A YouTube channel was taken down after refusing to pay a $1,000 ransom

This isn't a good look for YouTube.

 

Audra Schroeder

Streaming

Posted on Oct 24, 2016   Updated on May 25, 2021, 5:47 pm CDT

A series of fraudulent copyright claims against a YouTube channel shows how badly the platform’s DMCA takedown system needs a major makeover. 

Last week, the channel SRbros Entertainment was taken down after another channel, ZM Production, issued three copyright takedowns against it. If a channel receives three strikes against it for copyright claims, it’s disabled. 

ZM Production didn’t just want the videos taken down, however. It wanted to be paid $1,000 to leave the videos alone. The creators refused. 

The channel—which is made up of brothers Shukran and Roshan—claims it never used ZM’s material illegally. In an email shown in the clip, a rep from ZM Production claims someone else was using their name to level the strikes, and that the channel had been inactive until recently.  

The brothers reached out to YouTube for help earlier this month, and the platform said it would look into it, but the channel still received three strikes. Over the weekend their old channel was finally reinstated, but they claimed that since they’re a smaller channel, YouTube might have been less interested in helping them than a channel with, say, over 1 million subscribers. 

Shukran and Roshan have been attempting to grow their channel over the last four years and had more than 100,000 subscribers, which they lost. 

On Saturday, the brothers posted a humorous video about the whole situation to their new channel and also pointed out that someone is uploading videos to the SRbrosEntertainment channel, which is now somehow verified—something they’d been trying to get for the channel. 

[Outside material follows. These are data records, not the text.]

//! Q-learning hyperparameter configuration

use serde::{Deserialize, Serialize};

/// Configuration for the Q-learning algorithm
///
/// Contains all hyperparameters used by the agent and trainer. Defaults
/// match the values the training setup was tuned with.
///
/// # Example
///
/// ```rust
/// use snake_dqn::rl::DqnConfig;
///
/// // Use default hyperparameters
/// let config = DqnConfig::default();
///
/// // Or customize specific parameters
/// let config = DqnConfig {
///     gamma: 0.99,
///     ..Default::default()
/// };
/// ```
#[derive(Debug, Clone, Serialize, Deserialize)]
pub struct DqnConfig {
    /// Learning rate for the Adam optimizer
    ///
    /// Default: 1e-3
    pub learning_rate: f64,

    /// Discount factor for future rewards (gamma)
    ///
    /// Default: 0.97
    pub gamma: f32,

    /// Initial exploration rate
    ///
    /// Default: 1.0
    pub epsilon_start: f32,

    /// Amount subtracted from epsilon on every action selection
    ///
    /// Default: 1e-4
    pub epsilon_decay: f32,

    /// Floor below which epsilon never drops, so exploration never fully
    /// vanishes
    ///
    /// Default: 1e-4
    pub epsilon_min: f32,

    /// Number of transitions sampled for the batched update at episode end
    ///
    /// Fewer are used when the replay memory holds less than this.
    ///
    /// Default: 20
    pub batch_size: usize,

    /// Replay memory capacity
    ///
    /// Default: 10000
    pub memory_capacity: usize,
}

impl DqnConfig {
    /// Create a new configuration with default hyperparameters
    pub fn new() -> Self {
        Self::default()
    }

    /// Validate configuration parameters
    ///
    /// # Returns
    ///
    /// `Ok(())` if all parameters are valid, `Err(String)` with an error
    /// message otherwise.
    ///
    /// # Example
    ///
    /// ```rust
    /// use snake_dqn::rl::DqnConfig;
    ///
    /// let mut config = DqnConfig::default();
    /// assert!(config.validate().is_ok());
    ///
    /// config.gamma = 1.5;
    /// assert!(config.validate().is_err());
    /// ```
    pub fn validate(&self) -> Result<(), String> {
        if self.learning_rate <= 0.0 {
            return Err(format!(
                "learning_rate must be positive, got {}",
                self.learning_rate
            ));
        }

        if !(0.0..=1.0).contains(&self.gamma) {
            return Err(format!("gamma must be in [0, 1], got {}", self.gamma));
        }

        if !(0.0..=1.0).contains(&self.epsilon_start) {
            return Err(format!(
                "epsilon_start must be in [0, 1], got {}",
                self.epsilon_start
            ));
        }

        if self.epsilon_decay <= 0.0 {
            return Err(format!(
                "epsilon_decay must be positive, got {}",
                self.epsilon_decay
            ));
        }

        if self.epsilon_min < 0.0 {
            return Err(format!(
                "epsilon_min must be non-negative, got {}",
                self.epsilon_min
            ));
        }

        if self.epsilon_min > self.epsilon_start {
            return Err(format!(
                "epsilon_min ({}) cannot exceed epsilon_start ({})",
                self.epsilon_min, self.epsilon_start
            ));
        }

        if self.batch_size == 0 {
            return Err("batch_size must be at least 1".to_string());
        }

        if self.memory_capacity == 0 {
            return Err("memory_capacity must be at least 1".to_string());
        }

        if self.batch_size > self.memory_capacity {
            return Err(format!(
                "batch_size ({}) cannot exceed memory_capacity ({})",
                self.batch_size, self.memory_capacity
            ));
        }

        Ok(())
    }
}

impl Default for DqnConfig {
    fn default() -> Self {
        Self {
            learning_rate: 1e-3,
            gamma: 0.97,
            epsilon_start: 1.0,
            epsilon_decay: 1e-4,
            epsilon_min: 1e-4,
            batch_size: 20,
            memory_capacity: 10_000,
        }
    }
}

#[cfg(test)]
mod tests {
    use super::*;

    #[test]
    fn test_default_config() {
        let config = DqnConfig::default();
        assert_eq!(config.learning_rate, 1e-3);
        assert_eq!(config.gamma, 0.97);
        assert_eq!(config.epsilon_start, 1.0);
        assert_eq!(config.epsilon_decay, 1e-4);
        assert_eq!(config.epsilon_min, 1e-4);
        assert_eq!(config.batch_size, 20);
        assert_eq!(config.memory_capacity, 10_000);
    }

    #[test]
    fn test_default_config_is_valid() {
        assert!(DqnConfig::default().validate().is_ok());
    }

    #[test]
    fn test_validation_negative_learning_rate() {
        let mut config = DqnConfig::default();
        config.learning_rate = -0.1;
        assert!(config.validate().is_err());
    }

    #[test]
    fn test_validation_gamma_out_of_range() {
        let mut config = DqnConfig::default();
        config.gamma = 1.5;
        assert!(config.validate().is_err());

        config.gamma = -0.1;
        assert!(config.validate().is_err());
    }

    #[test]
    fn test_validation_epsilon_bounds() {
        let mut config = DqnConfig::default();
        config.epsilon_start = 1.5;
        assert!(config.validate().is_err());

        config.epsilon_start = 1.0;
        config.epsilon_min = -0.1;
        assert!(config.validate().is_err());

        config.epsilon_min = 0.5;
        config.epsilon_start = 0.1;
        assert!(config.validate().is_err());
    }

    #[test]
    fn test_validation_zero_decay() {
        let mut config = DqnConfig::default();
        config.epsilon_decay = 0.0;
        assert!(config.validate().is_err());
    }

    #[test]
    fn test_validation_batch_size_exceeds_capacity() {
        let mut config = DqnConfig::default();
        config.batch_size = 20_000;
        assert!(config.validate().is_err());
    }

    #[test]
    fn test_custom_config() {
        let config = DqnConfig {
            gamma: 0.99,
            batch_size: 32,
            ..Default::default()
        };
        assert_eq!(config.gamma, 0.99);
        assert_eq!(config.batch_size, 32);
        assert_eq!(config.learning_rate, 1e-3); // From default
        assert!(config.validate().is_ok());
    }
}
//! Epsilon-greedy DQN agent
//!
//! The agent owns the Q-network, the trainer, and the replay memory, all of
//! which are created once per training session and persist across episodes.
//! Only the game world itself is rebuilt when an episode ends.

use anyhow::Result;
use burn::{module::AutodiffModule, tensor::backend::AutodiffBackend};
use rand::Rng;

use super::buffer::{ReplayMemory, Transition};
use super::config::DqnConfig;
use super::network::QNetwork;
use super::observation::{to_tensor, StateVec};
use super::trainer::QTrainer;
use crate::game::Turn;

/// DQN agent combining an epsilon-greedy policy with online and batched
/// Q-learning
///
/// # Example
///
/// ```rust,ignore
/// use snake_dqn::rl::{default_device, DqnAgent, DqnConfig, QNetworkConfig, TrainingBackend};
///
/// let device = default_device();
/// let network = QNetworkConfig::new().init::<TrainingBackend>(&device);
/// let mut agent = DqnAgent::new(network, DqnConfig::default(), device);
///
/// let action = agent.act(&[0.0; 11]);
/// ```
pub struct DqnAgent<B: AutodiffBackend> {
    /// Q-value approximator; weights survive episode resets
    network: QNetwork<B>,

    /// Trainer holding the optimizer state
    trainer: QTrainer<B>,

    /// Replay memory for batched learning
    memory: ReplayMemory,

    /// Hyperparameters
    config: DqnConfig,

    /// Current exploration rate
    epsilon: f32,

    /// Episode counter
    episodes_trained: usize,

    /// Device for tensor operations
    device: B::Device,
}

impl<B: AutodiffBackend> DqnAgent<B> {
    /// Create a new agent
    ///
    /// # Panics
    ///
    /// Panics if the configuration is invalid.
    pub fn new(network: QNetwork<B>, config: DqnConfig, device: B::Device) -> Self {
        config.validate().expect("Invalid DQN configuration");

        let trainer = QTrainer::new(config.learning_rate, config.gamma, device.clone());
        let memory = ReplayMemory::new(config.memory_capacity);
        let epsilon = config.epsilon_start;

        Self {
            network,
            trainer,
            memory,
            config,
            epsilon,
            episodes_trained: 0,
            device,
        }
    }

    /// Select an action for the given state
    ///
    /// Epsilon decays by a fixed step on every call, floored at the
    /// configured minimum so exploration never fully vanishes. With
    /// probability epsilon a uniformly random action is returned
    /// (exploration); otherwise the action with the highest Q-value
    /// (exploitation), ties broken by the first maximum.
    pub fn act(&mut self, state: &StateVec) -> Turn {
        self.epsilon = (self.epsilon - self.config.epsilon_decay).max(self.config.epsilon_min);

        let mut rng = rand::thread_rng();
        if rng.gen::<f32>() < self.epsilon {
            Turn::from_index(rng.gen_range(0..Turn::ALL.len()))
        } else {
            self.greedy(state)
        }
    }

    /// Action with the highest predicted Q-value, first maximum on ties
    fn greedy(&self, state: &StateVec) -> Turn {
        let q_values: Vec<f32> = self
            .network
            .valid()
            .forward(to_tensor(state, &self.device))
            .into_data()
            .to_vec()
            .expect("Q-values to vec");

        let mut best = 0;
        for (i, &q) in q_values.iter().enumerate().skip(1) {
            if q > q_values[best] {
                best = i;
            }
        }

        Turn::from_index(best)
    }

    /// Record a transition in replay memory
    pub fn observe(&mut self, transition: Transition) {
        self.memory.push(transition);
    }

    /// Train on a single transition, the same tick it was produced
    ///
    /// Returns the training loss for telemetry.
    pub fn learn_online(&mut self, transition: &Transition) -> f32 {
        let (network, loss) = self
            .trainer
            .train_step(self.network.clone(), std::slice::from_ref(transition));
        self.network = network;
        loss
    }

    /// Train on a batch sampled from replay memory, once per episode end
    ///
    /// Samples `min(batch_size, memory len)` transitions. Returns `None`
    /// without training when the memory is empty.
    pub fn learn_batch(&mut self) -> Result<Option<f32>> {
        let k = self.config.batch_size.min(self.memory.len());
        if k == 0 {
            return Ok(None);
        }

        let batch = self.memory.sample(k)?;
        let (network, loss) = self.trainer.train_step(self.network.clone(), &batch);
        self.network = network;

        Ok(Some(loss))
    }

    /// Current exploration rate
    pub fn epsilon(&self) -> f32 {
        self.epsilon
    }

    /// Number of transitions currently held in replay memory
    pub fn memory_len(&self) -> usize {
        self.memory.len()
    }

    /// Get the number of episodes trained
    pub fn episodes_trained(&self) -> usize {
        self.episodes_trained
    }

    /// Increment the episode counter
    pub fn increment_episode(&mut self) {
        self.episodes_trained += 1;
    }

    /// Get a reference to the Q-network
    pub fn network(&self) -> &QNetwork<B> {
        &self.network
    }

    /// Get a reference to the agent configuration
    pub fn config(&self) -> &DqnConfig {
        &self.config
    }
}
//! Gradient updates for the Q-network
//!
//! This module computes Bellman targets for a batch of transitions and
//! performs one Adam optimizer step on the mean-squared error between the
//! predicted and target Q-values.

use burn::{
    module::AutodiffModule,
    nn::loss::{MseLoss, Reduction},
    optim::{adaptor::OptimizerAdaptor, Adam, AdamConfig, GradientsParams, Optimizer},
    tensor::{
        backend::{AutodiffBackend, Backend},
        ElementConversion, Tensor, TensorData,
    },
};

use super::buffer::Transition;
use super::network::QNetwork;
use super::observation::{StateVec, STATE_DIM};
use crate::game::Turn;

/// Trainer performing temporal-difference updates on a Q-network
///
/// The trainer owns the Adam optimizer state; the network itself is owned
/// by the agent and passed through each [`QTrainer::train_step`] call.
///
/// Two invocation modes share this single entry point: online learning
/// (a batch of exactly one, every tick) and batched learning (transitions
/// sampled from replay memory, once per episode end).
pub struct QTrainer<B: AutodiffBackend> {
    /// Adam optimizer for the Q-network parameters
    optim: OptimizerAdaptor<Adam, QNetwork<B>, B>,

    /// Fixed learning rate
    learning_rate: f64,

    /// Discount factor for future rewards
    gamma: f32,

    /// Device for tensor operations
    device: B::Device,
}

impl<B: AutodiffBackend> QTrainer<B> {
    /// Create a new trainer
    pub fn new(learning_rate: f64, gamma: f32, device: B::Device) -> Self {
        Self {
            optim: AdamConfig::new().init(),
            learning_rate,
            gamma,
            device,
        }
    }

    /// Perform one gradient step on a batch of transitions
    ///
    /// For each transition the Bellman target is `reward` when the step was
    /// terminal, and `reward + gamma * max(Q(next_state))` otherwise. The
    /// next-state estimate uses the current weights in no-grad mode; there
    /// is no separate frozen target network, a known stability trade-off of
    /// this setup. The target overwrites only the Q-value of the action
    /// actually taken in that transition; the remaining entries keep the
    /// predicted values, so they contribute nothing to the loss.
    ///
    /// Returns the updated network and the batch loss. Single epoch, one
    /// optimizer step per call.
    ///
    /// # Panics
    ///
    /// Panics on an empty batch; callers always have at least the current
    /// tick's transition in hand.
    pub fn train_step(&mut self, network: QNetwork<B>, batch: &[Transition]) -> (QNetwork<B>, f32) {
        assert!(!batch.is_empty(), "train_step requires a non-empty batch");

        let n = batch.len();
        let num_actions = Turn::ALL.len();

        let states: Tensor<B, 2> = batch_tensor(batch, |t| &t.state, &self.device);
        let next_states: Tensor<B::InnerBackend, 2> =
            batch_tensor(batch, |t| &t.next_state, &self.device);

        // Q(s) under the training graph.
        let predicted = network.forward(states);

        // max_a' Q(s') with the same weights, no-grad.
        let next_max: Vec<f32> = network
            .valid()
            .forward(next_states)
            .max_dim(1)
            .into_data()
            .to_vec()
            .expect("next-state Q-values to vec");

        // Targets start as a copy of the prediction; only the taken action's
        // entry is replaced by the Bellman value.
        let mut target: Vec<f32> = predicted
            .clone()
            .into_data()
            .to_vec()
            .expect("predicted Q-values to vec");

        for (i, transition) in batch.iter().enumerate() {
            let q_new = if transition.done {
                transition.reward
            } else {
                transition.reward + self.gamma * next_max[i]
            };
            target[i * num_actions + transition.action.index()] = q_new;
        }

        let target: Tensor<B, 2> =
            Tensor::from_data(TensorData::new(target, [n, num_actions]), &self.device);

        let loss = MseLoss::new().forward(predicted, target, Reduction::Mean);
        let loss_value = loss.clone().into_scalar().elem::<f32>();

        let grads = GradientsParams::from_grads(loss.backward(), &network);
        let network = self.optim.step(self.learning_rate, network, grads);

        (network, loss_value)
    }

    /// Discount factor this trainer was configured with
    pub fn gamma(&self) -> f32 {
        self.gamma
    }

    /// Learning rate this trainer was configured with
    pub fn learning_rate(&self) -> f64 {
        self.learning_rate
    }
}

/// Stack one state field of every transition into a `[batch, STATE_DIM]`
/// tensor
fn batch_tensor<B: Backend>(
    batch: &[Transition],
    field: impl Fn(&Transition) -> &StateVec,
    device: &B::Device,
) -> Tensor<B, 2> {
    let mut rows = Vec::with_capacity(batch.len() * STATE_DIM);
    for transition in batch {
        rows.extend_from_slice(field(transition));
    }

    Tensor::from_data(TensorData::new(rows, [batch.len(), STATE_DIM]), device)
}

#[cfg(test)]
mod tests {
    use super::*;
    use crate::rl::network::QNetworkConfig;
    use crate::rl::observation::to_tensor;
    use burn::backend::ndarray::{NdArray, NdArrayDevice};
    use burn::backend::Autodiff;

    type TestBackend = Autodiff<NdArray<f32>>;

    fn test_state(seed: f32) -> StateVec {
        let mut state = [0.0; STATE_DIM];
        state[0] = seed;
        state[4] = 1.0;
        state
    }

    fn terminal_transition() -> Transition {
        Transition {
            state: test_state(1.0),
            action: Turn::Straight,
            next_state: test_state(0.0),
            reward: -10.0,
            done: true,
        }
    }

    #[test]
    fn test_train_step_returns_finite_loss() {
        let device = NdArrayDevice::default();
        let network = QNetworkConfig::new().init::<TestBackend>(&device);
        let mut trainer = QTrainer::new(1e-3, 0.97, device);

        let (_, loss) = trainer.train_step(network, &[terminal_transition()]);
        assert!(loss.is_finite());
    }

    #[test]
    fn test_repeated_steps_reduce_loss() {
        let device = NdArrayDevice::default();
        let mut network = QNetworkConfig::new().init::<TestBackend>(&device);
        let mut trainer = QTrainer::new(1e-2, 0.97, device);

        let batch = [terminal_transition()];
        let (updated, first_loss) = trainer.train_step(network, &batch);
        network = updated;

        let mut last_loss = first_loss;
        for _ in 0..200 {
            let (updated, loss) = trainer.train_step(network, &batch);
            network = updated;
            last_loss = loss;
        }

        assert!(
            last_loss < first_loss,
            "loss should decrease on a fixed transition: first {}, last {}",
            first_loss,
            last_loss
        );
    }

    #[test]
    fn test_train_step_updates_network() {
        let device = NdArrayDevice::default();
        let network = QNetworkConfig::new().init::<TestBackend>(&device);
        let mut trainer = QTrainer::new(1e-2, 0.97, device.clone());

        let state = test_state(1.0);
        let before: Vec<f32> = network
            .valid()
            .forward(to_tensor(&state, &device))
            .into_data()
            .to_vec()
            .unwrap();

        let (network, _) = trainer.train_step(network, &[terminal_transition()]);

        let after: Vec<f32> = network
            .valid()
            .forward(to_tensor(&state, &device))
            .into_data()
            .to_vec()
            .unwrap();

        assert_ne!(before, after);
    }

    #[test]
    fn test_mixed_batch() {
        let device = NdArrayDevice::default();
        let network = QNetworkConfig::new().init::<TestBackend>(&device);
        let mut trainer = QTrainer::new(1e-3, 0.97, device);

        let batch = [
            terminal_transition(),
            Transition {
                state: test_state(0.0),
                action: Turn::TurnRight,
                next_state: test_state(1.0),
                reward: 1.0,
                done: false,
            },
            Transition {
                state: test_state(0.5),
                action: Turn::TurnLeft,
                next_state: test_state(0.5),
                reward: 10.0,
                done: false,
            },
        ];

        let (_, loss) = trainer.train_step(network, &batch);
        assert!(loss.is_finite());
    }

    #[test]
    #[should_panic(expected = "non-empty batch")]
    fn test_empty_batch_panics() {
        let device = NdArrayDevice::default();
        let network = QNetworkConfig::new().init::<TestBackend>(&device);
        let mut trainer = QTrainer::new(1e-3, 0.97, device);

        trainer.train_step(network, &[]);
    }
}
use serde::{Deserialize, Serialize};

/// Configuration for the game
#[derive(Debug, Clone, Serialize, Deserialize)]
pub struct GameConfig {
    /// Width of the game grid in cells, including the one-cell wall ring
    pub grid_width: usize,
    /// Height of the game grid in cells, including the one-cell wall ring
    pub grid_height: usize,
    /// Initial length of the snake
    pub initial_snake_length: usize,

    // Rewards (for RL)
    /// Reward for eating food
    pub food_reward: f32,
    /// Reward for moving strictly closer to the food without eating
    pub approach_reward: f32,
    /// Penalty for dying
    pub death_penalty: f32,
}

impl Default for GameConfig {
    fn default() -> Self {
        Self {
            grid_width: 16,
            grid_height: 14,
            initial_snake_length: 2,
            food_reward: 10.0,
            approach_reward: 1.0,
            death_penalty: -10.0,
        }
    }
}

impl GameConfig {
    /// Create a new configuration with custom grid size
    pub fn new(width: usize, height: usize) -> Self {
        Self {
            grid_width: width,
            grid_height: height,
            ..Default::default()
        }
    }

    /// Create a small grid for testing
    pub fn small() -> Self {
        Self::new(10, 10)
    }

    /// Validate configuration parameters
    ///
    /// The grid must be large enough to place the initial snake and food
    /// inside the playable interior `[1, width-2] x [1, height-2]`.
    pub fn validate(&self) -> Result<(), String> {
        if self.initial_snake_length < 2 {
            return Err(format!(
                "initial_snake_length must be at least 2, got {}",
                self.initial_snake_length
            ));
        }

        // Head spawns at (width/2 - 2, height/2) heading Right, body extending
        // left, and the initial food 3 cells to the head's right.
        let head_x = self.grid_width as i32 / 2 - 2;
        let tail_x = head_x - (self.initial_snake_length as i32 - 1);
        let food_x = head_x + 3;
        let head_y = self.grid_height as i32 / 2;

        if tail_x < 1 || food_x > self.grid_width as i32 - 2 {
            return Err(format!(
                "grid_width {} too small for initial snake length {}",
                self.grid_width, self.initial_snake_length
            ));
        }

        if head_y < 1 || head_y > self.grid_height as i32 - 2 {
            return Err(format!("grid_height {} too small", self.grid_height));
        }

        Ok(())
    }
}

#[cfg(test)]
mod tests {
    use super::*;

    #[test]
    fn test_default_config() {
        let config = GameConfig::default();
        assert_eq!(config.grid_width, 16);
        assert_eq!(config.grid_height, 14);
        assert_eq!(config.initial_snake_length, 2);
        assert!(config.validate().is_ok());
    }

    #[test]
    fn test_custom_config() {
        let config = GameConfig::new(15, 15);
        assert_eq!(config.grid_width, 15);
        assert_eq!(config.grid_height, 15);
        assert!(config.validate().is_ok());
    }

    #[test]
    fn test_small_config_is_valid() {
        assert!(GameConfig::small().validate().is_ok());
    }

    #[test]
    fn test_validation_short_snake() {
        let mut config = GameConfig::default();
        config.initial_snake_length = 1;
        assert!(config.validate().is_err());
    }

    #[test]
    fn test_validation_tiny_grid() {
        let config = GameConfig::new(4, 4);
        assert!(config.validate().is_err());
    }
}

Fraudulent or frivolous copyright claims have been a major issue on YouTube, and the fact that these claims now involve identify theft and bribes does not bode well for the platform or its creators. The popular channel h3h3Productions helped launch FUPA earlier this year to assist creators who’ve been the target of copyright trolls. And YouTube vowed last year to help creators caught up in fair-use battles. 

We’ve reached out to SRbros and YouTube for comment.